- **Records to process**:
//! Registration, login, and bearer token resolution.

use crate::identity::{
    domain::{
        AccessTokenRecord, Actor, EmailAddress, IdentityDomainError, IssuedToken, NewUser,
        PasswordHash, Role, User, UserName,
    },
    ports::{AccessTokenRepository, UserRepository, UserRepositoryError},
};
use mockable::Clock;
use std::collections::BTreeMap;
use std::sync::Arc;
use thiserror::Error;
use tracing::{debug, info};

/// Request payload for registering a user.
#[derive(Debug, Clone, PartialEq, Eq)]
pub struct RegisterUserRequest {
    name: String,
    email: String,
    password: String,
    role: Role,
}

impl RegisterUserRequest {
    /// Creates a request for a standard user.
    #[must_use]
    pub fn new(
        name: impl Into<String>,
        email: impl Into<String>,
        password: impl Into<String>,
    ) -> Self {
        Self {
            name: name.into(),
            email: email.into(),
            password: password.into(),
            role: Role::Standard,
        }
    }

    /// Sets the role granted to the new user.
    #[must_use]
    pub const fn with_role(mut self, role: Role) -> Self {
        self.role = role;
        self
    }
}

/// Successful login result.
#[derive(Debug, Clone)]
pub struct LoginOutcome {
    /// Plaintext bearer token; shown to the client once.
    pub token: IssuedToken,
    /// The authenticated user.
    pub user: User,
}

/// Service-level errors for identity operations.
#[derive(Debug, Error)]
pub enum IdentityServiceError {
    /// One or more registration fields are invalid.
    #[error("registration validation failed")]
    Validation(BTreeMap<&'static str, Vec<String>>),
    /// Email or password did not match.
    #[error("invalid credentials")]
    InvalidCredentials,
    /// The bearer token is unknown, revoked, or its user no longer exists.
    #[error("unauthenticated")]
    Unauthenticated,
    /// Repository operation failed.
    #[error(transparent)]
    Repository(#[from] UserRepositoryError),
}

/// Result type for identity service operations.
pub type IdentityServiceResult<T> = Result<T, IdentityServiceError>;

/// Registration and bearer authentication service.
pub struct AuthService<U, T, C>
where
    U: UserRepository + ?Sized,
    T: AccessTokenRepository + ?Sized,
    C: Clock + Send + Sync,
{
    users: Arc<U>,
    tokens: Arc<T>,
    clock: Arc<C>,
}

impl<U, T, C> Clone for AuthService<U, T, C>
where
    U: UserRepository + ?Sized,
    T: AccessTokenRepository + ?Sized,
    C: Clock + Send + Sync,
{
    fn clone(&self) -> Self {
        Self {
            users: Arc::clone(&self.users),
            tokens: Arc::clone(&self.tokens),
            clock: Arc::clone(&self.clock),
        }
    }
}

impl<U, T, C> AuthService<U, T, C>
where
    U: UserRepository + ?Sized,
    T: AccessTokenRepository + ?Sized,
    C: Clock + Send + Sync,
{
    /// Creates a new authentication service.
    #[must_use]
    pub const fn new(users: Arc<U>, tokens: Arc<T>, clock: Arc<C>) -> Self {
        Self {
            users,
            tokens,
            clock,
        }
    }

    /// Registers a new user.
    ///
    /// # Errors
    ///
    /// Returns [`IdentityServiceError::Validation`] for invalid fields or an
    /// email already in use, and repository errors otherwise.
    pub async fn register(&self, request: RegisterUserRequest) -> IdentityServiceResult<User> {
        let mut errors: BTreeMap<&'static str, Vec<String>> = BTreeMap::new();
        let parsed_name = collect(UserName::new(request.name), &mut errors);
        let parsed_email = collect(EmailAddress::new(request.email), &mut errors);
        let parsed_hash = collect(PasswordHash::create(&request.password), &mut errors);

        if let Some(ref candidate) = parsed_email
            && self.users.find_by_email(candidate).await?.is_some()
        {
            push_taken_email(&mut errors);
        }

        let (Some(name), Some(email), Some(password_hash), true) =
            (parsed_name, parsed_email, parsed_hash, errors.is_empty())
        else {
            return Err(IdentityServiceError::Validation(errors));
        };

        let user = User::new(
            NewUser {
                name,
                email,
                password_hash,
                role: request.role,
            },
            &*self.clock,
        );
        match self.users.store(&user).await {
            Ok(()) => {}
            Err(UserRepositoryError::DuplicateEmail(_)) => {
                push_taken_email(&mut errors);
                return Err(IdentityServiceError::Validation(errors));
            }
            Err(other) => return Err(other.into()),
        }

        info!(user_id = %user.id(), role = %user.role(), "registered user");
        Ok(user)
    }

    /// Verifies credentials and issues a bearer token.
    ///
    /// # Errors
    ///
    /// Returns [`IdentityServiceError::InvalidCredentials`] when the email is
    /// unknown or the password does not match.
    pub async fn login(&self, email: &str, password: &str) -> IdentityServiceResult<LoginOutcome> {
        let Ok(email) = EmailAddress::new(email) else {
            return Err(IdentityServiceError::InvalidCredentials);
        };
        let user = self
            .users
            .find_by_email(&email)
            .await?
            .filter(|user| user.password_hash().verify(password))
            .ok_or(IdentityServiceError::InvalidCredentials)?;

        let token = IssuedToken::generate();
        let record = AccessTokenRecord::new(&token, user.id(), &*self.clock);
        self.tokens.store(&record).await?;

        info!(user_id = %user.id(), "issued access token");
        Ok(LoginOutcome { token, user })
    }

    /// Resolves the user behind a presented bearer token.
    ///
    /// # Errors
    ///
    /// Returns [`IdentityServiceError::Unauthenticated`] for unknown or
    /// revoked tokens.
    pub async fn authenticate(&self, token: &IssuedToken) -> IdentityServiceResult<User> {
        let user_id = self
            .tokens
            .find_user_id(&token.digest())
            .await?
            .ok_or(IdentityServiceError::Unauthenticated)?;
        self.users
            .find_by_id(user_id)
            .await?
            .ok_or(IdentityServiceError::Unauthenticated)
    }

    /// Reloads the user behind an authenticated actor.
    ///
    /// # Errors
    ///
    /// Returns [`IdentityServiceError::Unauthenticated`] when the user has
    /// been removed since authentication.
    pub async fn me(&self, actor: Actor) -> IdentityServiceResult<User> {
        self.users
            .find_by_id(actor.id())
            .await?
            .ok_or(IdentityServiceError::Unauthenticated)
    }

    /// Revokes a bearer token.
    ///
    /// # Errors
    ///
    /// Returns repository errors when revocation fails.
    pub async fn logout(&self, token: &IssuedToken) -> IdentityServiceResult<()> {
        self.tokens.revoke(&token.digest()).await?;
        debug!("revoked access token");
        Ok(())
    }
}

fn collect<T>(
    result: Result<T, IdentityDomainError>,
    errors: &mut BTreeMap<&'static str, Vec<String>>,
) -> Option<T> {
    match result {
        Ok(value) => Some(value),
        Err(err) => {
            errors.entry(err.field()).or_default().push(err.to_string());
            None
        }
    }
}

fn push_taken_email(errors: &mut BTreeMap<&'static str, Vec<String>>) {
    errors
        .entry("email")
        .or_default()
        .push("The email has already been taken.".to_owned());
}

- **Task to carry out**: Your reply should repeat the entire listing, word for word and complete.

- **Completed task**:
//! Registration, login, and bearer token resolution.

use crate::identity::{
    domain::{
        AccessTokenRecord, Actor, EmailAddress, IdentityDomainError, IssuedToken, NewUser,
        PasswordHash, Role, User, UserName,
    },
    ports::{AccessTokenRepository, UserRepository, UserRepositoryError},
};
use mockable::Clock;
use std::collections::BTreeMap;
use std::sync::Arc;
use thiserror::Error;
use tracing::{debug, info};

/// Request payload for registering a user.
#[derive(Debug, Clone, PartialEq, Eq)]
pub struct RegisterUserRequest {
    name: String,
    email: String,
    password: String,
    role: Role,
}

impl RegisterUserRequest {
    /// Creates a request for a standard user.
    #[must_use]
    pub fn new(
        name: impl Into<String>,
        email: impl Into<String>,
        password: impl Into<String>,
    ) -> Self {
        Self {
            name: name.into(),
            email: email.into(),
            password: password.into(),
            role: Role::Standard,
        }
    }

    /// Sets the role granted to the new user.
    #[must_use]
    pub const fn with_role(mut self, role: Role) -> Self {
        self.role = role;
        self
    }
}

/// Successful login result.
#[derive(Debug, Clone)]
pub struct LoginOutcome {
    /// Plaintext bearer token; shown to the client once.
    pub token: IssuedToken,
    /// The authenticated user.
    pub user: User,
}

/// Service-level errors for identity operations.
#[derive(Debug, Error)]
pub enum IdentityServiceError {
    /// One or more registration fields are invalid.
    #[error("registration validation failed")]
    Validation(BTreeMap<&'static str, Vec<String>>),
    /// Email or password did not match.
    #[error("invalid credentials")]
    InvalidCredentials,
    /// The bearer token is unknown, revoked, or its user no longer exists.
    #[error("unauthenticated")]
    Unauthenticated,
    /// Repository operation failed.
    #[error(transparent)]
    Repository(#[from] UserRepositoryError),
}

/// Result type for identity service operations.
pub type IdentityServiceResult<T> = Result<T, IdentityServiceError>;

/// Registration and bearer authentication service.
pub struct AuthService<U, T, C>
where
    U: UserRepository + ?Sized,
    T: AccessTokenRepository + ?Sized,
    C: Clock + Send + Sync,
{
    users: Arc<U>,
    tokens: Arc<T>,
    clock: Arc<C>,
}

impl<U, T, C> Clone for AuthService<U, T, C>
where
    U: UserRepository + ?Sized,
    T: AccessTokenRepository + ?Sized,
    C: Clock + Send + Sync,
{
    fn clone(&self) -> Self {
        Self {
            users: Arc::clone(&self.users),
            tokens: Arc::clone(&self.tokens),
            clock: Arc::clone(&self.clock),
        }
    }
}

impl<U, T, C> AuthService<U, T, C>
where
    U: UserRepository + ?Sized,
    T: AccessTokenRepository + ?Sized,
    C: Clock + Send + Sync,
{
    /// Creates a new authentication service.
    #[must_use]
    pub const fn new(users: Arc<U>, tokens: Arc<T>, clock: Arc<C>) -> Self {
        Self {
            users,
            tokens,
            clock,
        }
    }

    /// Registers a new user.
    ///
    /// # Errors
    ///
    /// Returns [`IdentityServiceError::Validation`] for invalid fields or an
    /// email already in use, and repository errors otherwise.
    pub async fn register(&self, request: RegisterUserRequest) -> IdentityServiceResult<User> {
        let mut errors: BTreeMap<&'static str, Vec<String>> = BTreeMap::new();
        let parsed_name = collect(UserName::new(request.name), &mut errors);
        let parsed_email = collect(EmailAddress::new(request.email), &mut errors);
        let parsed_hash = collect(PasswordHash::create(&request.password), &mut errors);

        if let Some(ref candidate) = parsed_email
            && self.users.find_by_email(candidate).await?.is_some()
        {
            push_taken_email(&mut errors);
        }

        let (Some(name), Some(email), Some(password_hash), true) =
            (parsed_name, parsed_email, parsed_hash, errors.is_empty())
        else {
            return Err(IdentityServiceError::Validation(errors));
        };

        let user = User::new(
            NewUser {
                name,
                email,
                password_hash,
                role: request.role,
            },
            &*self.clock,
        );
        match self.users.store(&user).await {
            Ok(()) => {}
            Err(UserRepositoryError::DuplicateEmail(_)) => {
                push_taken_email(&mut errors);
                return Err(IdentityServiceError::Validation(errors));
            }
            Err(other) => return Err(other.into()),
        }

        info!(user_id = %user.id(), role = %user.role(), "registered user");
        Ok(user)
    }

    /// Verifies credentials and issues a bearer token.
    ///
    /// # Errors
    ///
    /// Returns [`IdentityServiceError::InvalidCredentials`] when the email is
    /// unknown or the password does not match.
    pub async fn login(&self, email: &str, password: &str) -> IdentityServiceResult<LoginOutcome> {
        let Ok(email) = EmailAddress::new(email) else {
            return Err(IdentityServiceError::InvalidCredentials);
        };
        let user = self
            .users
            .find_by_email(&email)
            .await?
            .filter(|user| user.password_hash().verify(password))
            .ok_or(IdentityServiceError::InvalidCredentials)?;

        let token = IssuedToken::generate();
        let record = AccessTokenRecord::new(&token, user.id(), &*self.clock);
        self.tokens.store(&record).await?;

        info!(user_id = %user.id(), "issued access token");
        Ok(LoginOutcome { token, user })
    }

    /// Resolves the user behind a presented bearer token.
    ///
    /// # Errors
    ///
    /// Returns [`IdentityServiceError::Unauthenticated`] for unknown or
    /// revoked tokens.
    pub async fn authenticate(&self, token: &IssuedToken) -> IdentityServiceResult<User> {
        let user_id = self
            .tokens
            .find_user_id(&token.digest())
            .await?
            .ok_or(IdentityServiceError::Unauthenticated)?;
        self.users
            .find_by_id(user_id)
            .await?
            .ok_or(IdentityServiceError::Unauthenticated)
    }

    /// Reloads the user behind an authenticated actor.
    ///
    /// # Errors
    ///
    /// Returns [`IdentityServiceError::Unauthenticated`] when the user has
    /// been removed since authentication.
    pub async fn me(&self, actor: Actor) -> IdentityServiceResult<User> {
        self.users
            .find_by_id(actor.id())
            .await?
            .ok_or(IdentityServiceError::Unauthenticated)
    }

    /// Revokes a bearer token.
    ///
    /// # Errors
    ///
    /// Returns repository errors when revocation fails.
    pub async fn logout(&self, token: &IssuedToken) -> IdentityServiceResult<()> {
        self.tokens.revoke(&token.digest()).await?;
        debug!("revoked access token");
        Ok(())
    }
}

fn collect<T>(
    result: Result<T, IdentityDomainError>,
    errors: &mut BTreeMap<&'static str, Vec<String>>,
) -> Option<T> {
    match result {
        Ok(value) => Some(value),
        Err(err) => {
            errors.entry(err.field()).or_default().push(err.to_string());
            None
        }
    }
}

fn push_taken_email(errors: &mut BTreeMap<&'static str, Vec<String>>) {
    errors
        .entry("email")
        .or_default()
        .push("The email has already been taken.".to_owned());
}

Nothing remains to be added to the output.